In plots, for mRNA vs mut type, you can see that expression is high and that mutations do not seem to impact expression.
6)Looking across BRCA studies, are there any male samples? If so, how do they compare? Can you compare them confidently?
Hint
Return to the home page.Select all breast cancer studies. You get some warnings for including multiple identical samples from TCGA.
Deselect TCGA studies and only include the TCGA Firehose. Explore Selected Studies.
Go to the Charts tab at the top right and add the pie chart for Sex.
Interpretation
7924 female samples and 36 male samples. You can do a comparison, but the groups are very imbalanced.Plots like the survival plot are hard to interpret confidently - how would you design a study to study the differences between breast cancer in biological males vs females?
Developing your understanding further
This web page will remain accessible for you to refer back, check your understanding and go through the tasks again at your leisure. The best way to develop your learning further is to explore a dataset that you care about - whether that's a specific cancer or a particular sequencing data type.
If you have finished the set tasks quickly, you could take your own deep dive until the next part of the session starts. cBioPortal updates all the time - so if you find something really cool, tell us!
Alternatively, if you want some more (lightly guided, and no provided answers) practice, there are a couple of additional tasks you can reveal below.
AML: blood cancer with low mutational burden
Despite being a rare cancer, Acute Myeloid Leukemia is widely studied, due to its broad age range and very poor survival. Choose the TCGA (NEJM 2013) and OHSU datasets, and select the samples with mutation information.

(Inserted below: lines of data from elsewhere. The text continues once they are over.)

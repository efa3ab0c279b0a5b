//! Static resolver pass for the **rill** interpreter.
//!
//! This resolver does three things in one AST walk:
//! 1. Build lexical scopes (stack of `HashMap<String, bool>` tracking
//!    declared/defined).
//! 2. Report static errors (redeclaration in a block scope, forward-read in
//!    an initializer, `return` outside any function).
//! 3. Tell the interpreter, for *each* variable occurrence, how many scopes
//!    to hop at runtime. Occurrences with no recorded hop count resolve
//!    against the global environment.
//!
//! The global scope is not modelled on the scope stack, which is what makes
//! top-level redeclaration legal while block-local redeclaration is not.

use crate::error::{Diagnostics, Result, RillError};
use crate::expr::Expr;
use crate::interpreter::Interpreter;
use crate::stmt::{FunctionDecl, Stmt};
use crate::token::Token;
use log::{debug, info};
use std::collections::HashMap;

/// Are we inside a user function? Used to validate `return`.
#[derive(Copy, Clone, Debug, PartialEq, Eq)]
enum FunctionType {
    None,
    Function,
}

/// Resolver: tracks scopes, enforces static rules, and *records* binding
/// distances for locals by calling back into the interpreter.
pub struct Resolver<'i, 'd> {
    interpreter: &'i mut Interpreter,
    diagnostics: &'d mut Diagnostics,
    scopes: Vec<HashMap<String, bool>>, // false=declared, true=defined
    current_function: FunctionType,
}

impl<'i, 'd> Resolver<'i, 'd> {
    /// Create a new resolver bound to the given interpreter.
    pub fn new(interpreter: &'i mut Interpreter, diagnostics: &'d mut Diagnostics) -> Self {
        info!("Resolver instantiated");

        Resolver {
            interpreter,
            diagnostics,
            scopes: Vec::new(),
            current_function: FunctionType::None,
        }
    }

    /// Walk all top-level statements.
    ///
    /// An error inside one statement is reported and the walk continues with
    /// the next, so independent static errors all surface in one pass. The
    /// driver checks the sink afterwards; any error blocks execution.
    pub fn resolve(&mut self, statements: &[Stmt]) {
        info!(
            "Beginning resolve pass over {} statement(s)",
            statements.len()
        );

        for stmt in statements {
            if let Err(e) = self.resolve_stmt(stmt) {
                self.diagnostics.report(&e);
            }
        }
    }

    // ─────────────────────────────────────────────────────────────────────────
    // Statement resolution
    // ─────────────────────────────────────────────────────────────────────────

    fn resolve_stmt(&mut self, stmt: &Stmt) -> Result<()> {
        debug!("Resolving stmt: {:?}", stmt);

        match stmt {
            Stmt::Block(statements) => {
                // Push a new anonymous scope for `{ ... }`
                self.begin_scope();
                for s in statements {
                    self.resolve_stmt(s)?;
                }
                self.end_scope();
            }

            Stmt::Var { name, initializer } => {
                // var declaration: declare -> resolve initializer -> define
                self.declare(name)?;
                if let Some(expr) = initializer {
                    self.resolve_expr(expr)?;
                }
                self.define(name);
            }

            Stmt::Function(decl) => {
                // function declaration: name is visible *inside* its own body
                self.declare(&decl.name)?;
                self.define(&decl.name);
                self.resolve_function(decl)?;
            }

            Stmt::Expression(expr) | Stmt::Print(expr) => {
                self.resolve_expr(expr)?;
            }

            Stmt::If {
                condition,
                then_branch,
                else_branch,
            } => {
                self.resolve_expr(condition)?;
                self.resolve_stmt(then_branch)?;
                if let Some(eb) = else_branch.as_deref() {
                    self.resolve_stmt(eb)?;
                }
            }

            Stmt::While { condition, body } => {
                self.resolve_expr(condition)?;
                self.resolve_stmt(body)?;
            }

            Stmt::Return { keyword, value } => {
                // return only allowed inside a function
                if self.current_function == FunctionType::None {
                    return Err(RillError::resolve(
                        keyword,
                        "Cannot return from top-level code",
                    ));
                }
                if let Some(expr) = value {
                    self.resolve_expr(expr)?;
                }
            }
        }

        Ok(())
    }

    // ─────────────────────────────────────────────────────────────────────────
    // Expression resolution
    // ─────────────────────────────────────────────────────────────────────────

    fn resolve_expr(&mut self, expr: &Expr) -> Result<()> {
        debug!("Resolving expr: {:?}", expr);

        match expr {
            Expr::Literal(_) => {}

            Expr::Grouping(inner) => {
                self.resolve_expr(inner)?;
            }

            Expr::Unary { right, .. } => {
                self.resolve_expr(right)?;
            }

            Expr::Binary { left, right, .. } | Expr::Logical { left, right, .. } => {
                self.resolve_expr(left)?;
                self.resolve_expr(right)?;
            }

            Expr::Ternary {
                condition,
                then_branch,
                else_branch,
            } => {
                self.resolve_expr(condition)?;
                self.resolve_expr(then_branch)?;
                self.resolve_expr(else_branch)?;
            }

            Expr::Variable { name, id } => {
                // Cannot read a variable inside its own initializer.
                if let Some(scope) = self.scopes.last() {
                    if scope.get(name.lexeme.as_str()) == Some(&false) {
                        return Err(RillError::resolve(
                            name,
                            "Cannot read local variable in its own initializer",
                        ));
                    }
                }

                self.resolve_local(*id, name);
            }

            Expr::Assign { name, value, id } => {
                // First resolve RHS, then bind LHS
                self.resolve_expr(value)?;
                self.resolve_local(*id, name);
            }

            Expr::Call {
                callee, arguments, ..
            } => {
                self.resolve_expr(callee)?;
                for arg in arguments {
                    self.resolve_expr(arg)?;
                }
            }
        }

        Ok(())
    }

    // ─────────────────────────────────────────────────────────────────────────
    // Function helper
    // ─────────────────────────────────────────────────────────────────────────

    /// Enter a fresh scope for a function's parameters + body.
    fn resolve_function(&mut self, decl: &FunctionDecl) -> Result<()> {
        let enclosing = self.current_function;
        self.current_function = FunctionType::Function;

        self.begin_scope();
        for param in &decl.params {
            self.declare(param)?;
            self.define(param);
        }
        for stmt in &decl.body {
            self.resolve_stmt(stmt)?;
        }
        self.end_scope();

        self.current_function = enclosing;
        Ok(())
    }

    // ─────────────────────────────────────────────────────────────────────────
    // Scope management
    // ─────────────────────────────────────────────────────────────────────────

    #[inline]
    fn begin_scope(&mut self) {
        self.scopes.push(HashMap::new());
    }

    #[inline]
    fn end_scope(&mut self) {
        self.scopes.pop();
    }

    fn declare(&mut self, name: &Token) -> Result<()> {
        if let Some(scope) = self.scopes.last_mut() {
            if scope.contains_key(name.lexeme.as_str()) {
                return Err(RillError::resolve(
                    name,
                    "Variable already declared in this scope",
                ));
            }
            scope.insert(name.lexeme.clone(), false);
        }
        Ok(())
    }

    fn define(&mut self, name: &Token) {
        if let Some(scope) = self.scopes.last_mut() {
            scope.insert(name.lexeme.clone(), true);
        }
    }

    // ─────────────────────────────────────────────────────────────────────────
    // Binding-distance helper
    // ─────────────────────────────────────────────────────────────────────────

    /// Record this variable occurrence as a local at depth `d` if any
    /// enclosing scope declares it. Not found means the interpreter falls
    /// back to the global environment at runtime.
    fn resolve_local(&mut self, id: usize, name: &Token) {
        for (depth, scope) in self.scopes.iter().rev().enumerate() {
            if scope.contains_key(name.lexeme.as_str()) {
                debug!("Resolved '{}' at depth {}", name.lexeme, depth);

                self.interpreter.note_local(id, depth);
                return;
            }
        }

        debug!("Resolved '{}' as global", name.lexeme);
    }
}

Kidney cancers: diverse diseases from the same organ
Often the public (and us researchers) conflate multiple cancers together from the same organ. cBioPortal includes TCGA data from both kidney renal papillary cell carcinoma, and clear cell carcinoma. In this task we will explore both, and use some of the limited group functionality comparisons - this can be a bit clunky.
Task sum up
These two tasks should have given you a large exposure to what cBioPortal can show you. Think about how you can use this in your own research. Perhaps you have done an experiment in the lab and you want to know whether a particularly gene is important in the relevant cancer - cBioPortal can help you do this. You can also start with the cBioPortal data for a cancer (or cancers) of interest and approach it as a data question.

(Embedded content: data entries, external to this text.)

//! Debug renderers for expression trees.
//!
//! [`AstPrinter`] emits a fully parenthesized infix form that the parser
//! accepts back: printing a tree and reparsing the output yields a
//! semantically identical tree, and the printed form is a fixed point
//! (groupings are transparent, so explicit parentheses do not accumulate).
//! [`RpnPrinter`] emits a reverse-Polish rendering of the same tree.

use crate::expr::{Expr, LiteralValue};

/// Render a literal the way source code spells it. Integral numbers print
/// without a fraction so the output reparses to the same value.
fn literal(lit: &LiteralValue) -> String {
    match lit {
        LiteralValue::True => "true".into(),

        LiteralValue::False => "false".into(),

        LiteralValue::Nil => "nil".into(),

        LiteralValue::Str(s) => format!("\"{}\"", s),

        LiteralValue::Number(n) => {
            if n.fract() == 0.0 {
                format!("{:.0}", n)
            } else {
                n.to_string()
            }
        }
    }
}

/// Fully parenthesized infix renderer.
pub struct AstPrinter;

impl AstPrinter {
    pub fn print(expr: &Expr) -> String {
        match expr {
            Expr::Literal(lit) => literal(lit),

            // Transparent: explicit grouping carries no extra meaning over
            // the parentheses every compound form already prints.
            Expr::Grouping(inner) => Self::print(inner),

            Expr::Unary { operator, right } => {
                format!("({}{})", operator.lexeme, Self::print(right))
            }

            Expr::Binary {
                left,
                operator,
                right,
            }
            | Expr::Logical {
                left,
                operator,
                right,
            } => format!(
                "({} {} {})",
                Self::print(left),
                operator.lexeme,
                Self::print(right)
            ),

            Expr::Ternary {
                condition,
                then_branch,
                else_branch,
            } => format!(
                "({} ? {} : {})",
                Self::print(condition),
                Self::print(then_branch),
                Self::print(else_branch)
            ),

            Expr::Variable { name, .. } => name.lexeme.clone(),

            Expr::Assign { name, value, .. } => {
                format!("({} = {})", name.lexeme, Self::print(value))
            }

            Expr::Call {
                callee, arguments, ..
            } => {
                let args: Vec<String> = arguments.iter().map(Self::print).collect();

                format!("{}({})", Self::print(callee), args.join(", "))
            }
        }
    }
}

/// Reverse-Polish renderer: operands first, operator last, groupings elided.
pub struct RpnPrinter;

impl RpnPrinter {
    pub fn print(expr: &Expr) -> String {
        match expr {
            Expr::Literal(lit) => literal(lit),

            Expr::Grouping(inner) => Self::print(inner),

            Expr::Unary { operator, right } => {
                format!("{} {}", Self::print(right), operator.lexeme)
            }

            Expr::Binary {
                left,
                operator,
                right,
            }
            | Expr::Logical {
                left,
                operator,
                right,
            } => format!(
                "{} {} {}",
                Self::print(left),
                Self::print(right),
                operator.lexeme
            ),

            Expr::Ternary {
                condition,
                then_branch,
                else_branch,
            } => format!(
                "{} {} {} ?:",
                Self::print(condition),
                Self::print(then_branch),
                Self::print(else_branch)
            ),

            Expr::Variable { name, .. } => name.lexeme.clone(),

            Expr::Assign { name, value, .. } => {
                format!("{} {} =", Self::print(value), name.lexeme)
            }

            Expr::Call {
                callee, arguments, ..
            } => {
                let mut s = Self::print(callee);
                for arg in arguments {
                    s.push(' ');
                    s.push_str(&Self::print(arg));
                }
                s.push_str(" call");
                s
            }
        }
    }
}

Recap and Further Resources, Accessing and using underlying cBioPortal data
Accessing cBioPortal data programmatically using R
I have just talked to you about how you can download the data from cBioPortal yourself, but I've also mentioned that the data formats aren't the nicest. The best way to work with them is in a programming language such as R or Python. Both have supported ways to access cBioPortal (called APIs), but I will give you a demo now on how to do this in R.
If you want to code along rather than just watch, the files you need are below. I'm running it in RStudio. These materials will remain available, so please do work through this at your own speed after the session. I will upload a recorded demo shortly after the session.
The script file to run the demo yourself can be downloaded here - 2024-03-21_cBioPortal_TCGA-BLCA_API_MAF_demo.R
The oncoKB gene list can be downloaded here - 2024-02-08_oncoKB_list.tsv
A jupyter notebook of the code (stored on Gist) can be viewed and downloaded here - Introduction_to_cBioPortal_cbioportalR_and_MAFtools_demo.ipynb
The video below is an indicative recording of the RStudio demo.
Delivery information and support
This tutorial was adapted from an initial in-person training event delivered by Dr Andrew Mason at The University of York on the 11th January 2023. Delivery and development of this material was supported by Elixir-UK and York Against Cancer.
Problem-solving tasks were further refined through a tutorial delivered to MSc students in February 2024. For the delivery of this session on zoom in March 2024, the RStudio section was added to demonstrate the ability to access the data programmatically.